## Your instructions:
For the entries that follow, give the number of lines holding the string "initial" and nothing more.

Stored items
/---
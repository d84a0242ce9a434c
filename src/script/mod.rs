//! Script execution contract
//!
//! Every operation in this crate boils down to one injected-script round trip:
//! a selector expression is turned into a `return <expr>` script, handed to a
//! [`ScriptExecutor`], and the [`ScriptResult`] is re-hydrated into handles or
//! a scalar. The executor is dependency-injected (`Arc<dyn ScriptExecutor>`)
//! into every selector set and element handle, so tests can run against the
//! in-memory [`mock::MockExecutor`] while production code uses the
//! CDP-backed [`cdp::CdpExecutor`].

pub mod cdp;
pub mod expr;
pub mod mock;

pub use cdp::CdpExecutor;
pub use mock::MockExecutor;

use crate::error::Result;
use indexmap::IndexMap;
use serde::{Deserialize, Serialize};

/// Opaque reference to one live DOM node.
///
/// Valid only while the node remains in the document; the executor decides
/// what the inner id means (for the CDP executor it is a key into a
/// page-side registry).
#[derive(Debug, Clone, PartialEq, Eq, Hash, Serialize, Deserialize)]
pub struct ElementRef(String);

impl ElementRef {
    pub fn new(id: impl Into<String>) -> Self {
        Self(id.into())
    }

    pub fn id(&self) -> &str {
        &self.0
    }
}

impl std::fmt::Display for ElementRef {
    fn fmt(&self, f: &mut std::fmt::Formatter<'_>) -> std::fmt::Result {
        f.write_str(&self.0)
    }
}

/// Everything a browser-side script evaluation can hand back
#[derive(Debug, Clone, PartialEq)]
pub enum ScriptResult {
    /// String / number / boolean / null
    Scalar(serde_json::Value),

    /// One opaque element reference
    Element(ElementRef),

    /// Native ordered collection of element references
    Elements(Vec<ElementRef>),

    /// Array-like mapping keyed by numeric index strings (`"0".."length-1"`)
    /// plus a `length` field, the shape a jQuery object marshals to
    IndexedMap {
        length: usize,
        entries: IndexMap<String, ElementRef>,
    },
}

impl ScriptResult {
    /// Scalar convenience constructor used throughout the tests
    pub fn scalar(value: impl Into<serde_json::Value>) -> Self {
        Self::Scalar(value.into())
    }

    /// Build an `Elements` result from plain string ids
    pub fn elements<I, S>(ids: I) -> Self
    where
        I: IntoIterator<Item = S>,
        S: Into<String>,
    {
        Self::Elements(ids.into_iter().map(ElementRef::new).collect())
    }

    /// Build an `IndexedMap` result from plain string ids, keyed `"0"..`
    pub fn indexed_map<I, S>(ids: I) -> Self
    where
        I: IntoIterator<Item = S>,
        S: Into<String>,
    {
        let entries: IndexMap<String, ElementRef> = ids
            .into_iter()
            .enumerate()
            .map(|(i, id)| (i.to_string(), ElementRef::new(id)))
            .collect();
        Self::IndexedMap {
            length: entries.len(),
            entries,
        }
    }
}

/// The remote-browser capability that runs injected script and reports back.
///
/// Implementations are expected to be synchronous and blocking: one call, one
/// round trip. Timeouts, retries, and connection-level concerns live behind
/// this trait, not in front of it.
pub trait ScriptExecutor {
    /// Execute a script statement (`return <expression>`) in the live page
    fn execute(&self, script: &str) -> Result<ScriptResult>;

    /// Whether a previously captured reference still points at a node in the
    /// document. Used to filter references at selection-construction time.
    fn is_stale(&self, element: &ElementRef) -> bool;

    /// The browser's own equality semantics on two element references.
    /// Fails with [`crate::JQueryError::StaleElement`] when either side no
    /// longer resolves.
    fn elements_equal(&self, a: &ElementRef, b: &ElementRef) -> Result<bool>;
}
//! Page-level entry point for initial queries.

use crate::dom::Selector;
use crate::error::Result;
use crate::script::{expr, ScriptExecutor};
use std::sync::Arc;

/// Issues the initial `jQuery(<criteria>)` query against a page and wraps the
/// result in a [`Selector`]. Holds the injected executor so every selection it
/// produces shares the same script-execution sink.
pub struct JQuery {
    executor: Arc<dyn ScriptExecutor>,
}

impl JQuery {
    pub fn new(executor: Arc<dyn ScriptExecutor>) -> Self {
        Self { executor }
    }

    /// Query the page for elements matching `criteria`. The criteria can be
    /// a literal selector (quoted into the script) or an inline script
    /// expression (passed through verbatim).
    pub fn query(&self, criteria: &str) -> Result<Selector> {
        let expression = format!("jQuery({})", expr::quote_arg(criteria));
        let script = format!("return {}", expression);
        log::debug!("executing script: {}", script);

        let result = self.executor.execute(&script)?;
        Selector::from_query(Arc::clone(&self.executor), expression, result)
    }

    /// Alias for [`JQuery::query`]
    pub fn find(&self, criteria: &str) -> Result<Selector> {
        self.query(criteria)
    }
}

#[cfg(test)]
mod tests {
    use super::*;
    use crate::script::{MockExecutor, ScriptResult};

    #[test]
    fn test_query_builds_quoted_expression() {
        let mock = Arc::new(MockExecutor::new());
        mock.respond(
            "return jQuery('div#jq-primaryNavigation')",
            ScriptResult::indexed_map(["el-0"]),
        );

        let jquery = JQuery::new(mock.clone());
        let sel = jquery.query("div#jq-primaryNavigation").unwrap();

        assert_eq!(sel.expression(), "jQuery('div#jq-primaryNavigation')");
        assert_eq!(sel.len(), 1);
        assert_eq!(
            mock.last_script().unwrap(),
            "return jQuery('div#jq-primaryNavigation')"
        );
    }

    #[test]
    fn test_query_passes_inline_script_through() {
        let mock = Arc::new(MockExecutor::new());
        mock.respond(
            "return jQuery(document.body)",
            ScriptResult::indexed_map(["el-0"]),
        );

        let jquery = JQuery::new(mock.clone());
        let sel = jquery.query("document.body").unwrap();

        assert_eq!(sel.expression(), "jQuery(document.body)");
    }

    #[test]
    fn test_find_is_query_alias() {
        let mock = Arc::new(MockExecutor::new());
        mock.respond(
            "return jQuery('body')",
            ScriptResult::indexed_map(["el-0"]),
        );

        let jquery = JQuery::new(mock.clone());
        assert_eq!(jquery.find("body").unwrap().len(), 1);
    }
}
\---
## Solution to the problem:
2